----- EXTRACTED ENTRIES

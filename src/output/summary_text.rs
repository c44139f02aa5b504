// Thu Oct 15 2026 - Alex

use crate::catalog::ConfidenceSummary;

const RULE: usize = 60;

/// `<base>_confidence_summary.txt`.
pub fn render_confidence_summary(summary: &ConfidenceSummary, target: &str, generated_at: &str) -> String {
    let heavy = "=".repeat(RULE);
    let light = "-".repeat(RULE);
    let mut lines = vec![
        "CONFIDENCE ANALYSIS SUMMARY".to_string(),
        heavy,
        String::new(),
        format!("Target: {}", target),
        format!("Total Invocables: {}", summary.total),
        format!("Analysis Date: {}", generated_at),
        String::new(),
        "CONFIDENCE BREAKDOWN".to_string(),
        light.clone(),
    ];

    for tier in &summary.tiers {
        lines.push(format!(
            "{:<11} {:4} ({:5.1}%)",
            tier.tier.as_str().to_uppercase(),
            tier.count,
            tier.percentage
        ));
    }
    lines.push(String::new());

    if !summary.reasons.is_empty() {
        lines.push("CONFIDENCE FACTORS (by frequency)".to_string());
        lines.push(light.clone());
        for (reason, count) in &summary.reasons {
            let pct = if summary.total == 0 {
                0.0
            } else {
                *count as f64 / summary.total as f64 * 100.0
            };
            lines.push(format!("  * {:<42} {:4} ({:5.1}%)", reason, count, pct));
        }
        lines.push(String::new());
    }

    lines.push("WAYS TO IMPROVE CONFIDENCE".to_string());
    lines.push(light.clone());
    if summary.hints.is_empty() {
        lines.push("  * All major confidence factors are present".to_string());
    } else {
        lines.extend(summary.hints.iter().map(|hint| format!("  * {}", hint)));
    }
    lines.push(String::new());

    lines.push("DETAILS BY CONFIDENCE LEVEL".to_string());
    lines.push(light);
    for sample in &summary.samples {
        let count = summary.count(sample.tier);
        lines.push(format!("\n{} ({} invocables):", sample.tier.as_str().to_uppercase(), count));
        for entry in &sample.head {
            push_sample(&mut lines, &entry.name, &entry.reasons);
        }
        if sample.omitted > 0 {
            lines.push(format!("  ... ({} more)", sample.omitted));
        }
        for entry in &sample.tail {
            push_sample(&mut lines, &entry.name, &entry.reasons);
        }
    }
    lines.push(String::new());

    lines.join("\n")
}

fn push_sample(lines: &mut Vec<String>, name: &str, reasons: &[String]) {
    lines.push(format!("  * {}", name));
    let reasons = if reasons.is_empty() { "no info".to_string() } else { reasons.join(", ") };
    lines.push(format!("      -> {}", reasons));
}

----------
----- EXTRACTED ENTRIES

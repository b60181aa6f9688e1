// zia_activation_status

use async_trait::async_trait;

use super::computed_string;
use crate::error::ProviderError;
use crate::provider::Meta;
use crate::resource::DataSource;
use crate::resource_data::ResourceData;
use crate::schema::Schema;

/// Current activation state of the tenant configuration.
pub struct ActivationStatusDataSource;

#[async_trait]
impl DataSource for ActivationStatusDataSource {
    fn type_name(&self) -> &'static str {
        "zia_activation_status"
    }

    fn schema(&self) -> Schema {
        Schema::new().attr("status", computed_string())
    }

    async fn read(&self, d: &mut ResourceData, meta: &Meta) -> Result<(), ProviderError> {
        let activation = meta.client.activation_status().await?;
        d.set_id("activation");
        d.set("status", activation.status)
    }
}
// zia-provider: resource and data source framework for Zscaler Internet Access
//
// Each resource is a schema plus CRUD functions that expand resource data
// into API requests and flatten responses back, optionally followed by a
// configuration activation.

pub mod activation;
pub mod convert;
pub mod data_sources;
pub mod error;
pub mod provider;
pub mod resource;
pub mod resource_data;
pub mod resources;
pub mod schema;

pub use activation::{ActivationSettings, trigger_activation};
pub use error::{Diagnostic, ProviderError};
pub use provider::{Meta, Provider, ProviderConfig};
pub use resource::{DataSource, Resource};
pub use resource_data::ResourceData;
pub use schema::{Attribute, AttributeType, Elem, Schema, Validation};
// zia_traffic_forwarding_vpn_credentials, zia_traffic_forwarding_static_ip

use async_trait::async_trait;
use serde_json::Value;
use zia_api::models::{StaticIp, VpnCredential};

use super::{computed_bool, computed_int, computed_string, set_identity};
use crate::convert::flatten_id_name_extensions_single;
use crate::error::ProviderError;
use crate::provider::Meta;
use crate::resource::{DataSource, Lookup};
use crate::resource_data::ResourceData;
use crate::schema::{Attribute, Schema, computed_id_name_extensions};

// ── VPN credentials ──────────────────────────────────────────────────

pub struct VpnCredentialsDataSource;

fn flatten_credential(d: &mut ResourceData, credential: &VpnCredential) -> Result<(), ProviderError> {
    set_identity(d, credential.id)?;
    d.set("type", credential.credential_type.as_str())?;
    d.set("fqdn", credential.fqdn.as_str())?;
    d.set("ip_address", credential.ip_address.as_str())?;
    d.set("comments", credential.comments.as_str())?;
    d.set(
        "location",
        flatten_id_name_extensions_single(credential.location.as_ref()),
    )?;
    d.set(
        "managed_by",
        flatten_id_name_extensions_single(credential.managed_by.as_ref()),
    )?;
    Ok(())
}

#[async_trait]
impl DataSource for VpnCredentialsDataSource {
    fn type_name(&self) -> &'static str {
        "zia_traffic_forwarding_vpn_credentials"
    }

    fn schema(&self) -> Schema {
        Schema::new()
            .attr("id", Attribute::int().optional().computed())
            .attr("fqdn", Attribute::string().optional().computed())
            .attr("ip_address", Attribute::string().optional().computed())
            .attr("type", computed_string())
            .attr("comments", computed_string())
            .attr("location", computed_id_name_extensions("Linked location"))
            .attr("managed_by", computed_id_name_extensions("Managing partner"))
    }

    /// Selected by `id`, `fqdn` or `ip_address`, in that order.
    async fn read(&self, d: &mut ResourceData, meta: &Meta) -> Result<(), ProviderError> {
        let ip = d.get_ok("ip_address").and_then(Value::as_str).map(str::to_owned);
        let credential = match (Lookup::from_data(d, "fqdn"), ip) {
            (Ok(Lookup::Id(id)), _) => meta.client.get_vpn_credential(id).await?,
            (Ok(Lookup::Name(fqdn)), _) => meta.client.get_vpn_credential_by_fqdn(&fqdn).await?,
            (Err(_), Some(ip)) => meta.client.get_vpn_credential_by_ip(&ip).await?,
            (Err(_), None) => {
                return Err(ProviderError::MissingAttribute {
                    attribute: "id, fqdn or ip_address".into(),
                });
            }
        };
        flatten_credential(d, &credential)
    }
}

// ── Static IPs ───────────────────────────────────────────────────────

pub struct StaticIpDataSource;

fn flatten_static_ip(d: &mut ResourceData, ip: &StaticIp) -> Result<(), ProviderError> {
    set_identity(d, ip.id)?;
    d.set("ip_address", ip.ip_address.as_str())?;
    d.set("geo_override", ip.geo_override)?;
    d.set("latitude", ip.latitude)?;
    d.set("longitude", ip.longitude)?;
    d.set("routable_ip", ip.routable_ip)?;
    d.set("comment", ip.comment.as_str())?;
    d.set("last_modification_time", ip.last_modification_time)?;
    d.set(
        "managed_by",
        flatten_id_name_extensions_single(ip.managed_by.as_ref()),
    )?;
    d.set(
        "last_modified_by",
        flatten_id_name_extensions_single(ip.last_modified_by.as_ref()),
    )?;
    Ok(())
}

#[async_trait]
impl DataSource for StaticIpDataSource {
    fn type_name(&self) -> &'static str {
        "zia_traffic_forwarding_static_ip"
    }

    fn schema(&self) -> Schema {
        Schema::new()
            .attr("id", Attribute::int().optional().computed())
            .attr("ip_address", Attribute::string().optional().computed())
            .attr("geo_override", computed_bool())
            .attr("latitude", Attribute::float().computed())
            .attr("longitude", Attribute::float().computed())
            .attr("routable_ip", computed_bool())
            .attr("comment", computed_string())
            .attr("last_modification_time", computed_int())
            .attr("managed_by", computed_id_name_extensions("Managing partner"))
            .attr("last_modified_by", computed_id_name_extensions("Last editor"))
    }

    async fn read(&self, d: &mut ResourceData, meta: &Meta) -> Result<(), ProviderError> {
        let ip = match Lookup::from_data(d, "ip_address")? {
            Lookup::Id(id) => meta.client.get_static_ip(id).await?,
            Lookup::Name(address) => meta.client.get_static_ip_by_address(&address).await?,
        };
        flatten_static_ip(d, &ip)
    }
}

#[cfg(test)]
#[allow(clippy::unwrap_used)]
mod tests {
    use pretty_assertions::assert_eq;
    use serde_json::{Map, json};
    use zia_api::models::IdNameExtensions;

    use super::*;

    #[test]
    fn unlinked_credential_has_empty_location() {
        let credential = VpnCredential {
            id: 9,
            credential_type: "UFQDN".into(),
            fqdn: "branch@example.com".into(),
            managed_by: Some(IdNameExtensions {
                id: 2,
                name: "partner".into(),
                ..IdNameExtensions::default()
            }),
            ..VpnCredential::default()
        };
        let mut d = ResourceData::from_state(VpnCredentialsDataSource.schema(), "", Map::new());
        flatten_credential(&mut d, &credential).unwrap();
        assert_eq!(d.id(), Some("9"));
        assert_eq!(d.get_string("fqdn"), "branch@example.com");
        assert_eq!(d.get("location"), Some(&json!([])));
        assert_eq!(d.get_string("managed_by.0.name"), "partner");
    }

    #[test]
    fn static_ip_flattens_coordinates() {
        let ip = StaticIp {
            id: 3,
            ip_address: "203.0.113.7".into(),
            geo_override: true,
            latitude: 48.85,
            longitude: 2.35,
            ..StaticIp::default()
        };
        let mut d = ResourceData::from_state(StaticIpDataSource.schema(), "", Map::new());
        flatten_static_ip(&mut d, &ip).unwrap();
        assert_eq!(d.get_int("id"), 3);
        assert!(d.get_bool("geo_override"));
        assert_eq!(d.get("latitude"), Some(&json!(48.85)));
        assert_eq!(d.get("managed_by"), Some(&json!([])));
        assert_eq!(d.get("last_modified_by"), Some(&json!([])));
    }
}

----------

AIM OF THE TASK —
In the records above, which lines hold the string "struct"? Copy each one.

ANSWER TO THE EXERCISE —
pub struct ActivationStatusDataSource;
pub struct VpnCredentialsDataSource;
pub struct StaticIpDataSource;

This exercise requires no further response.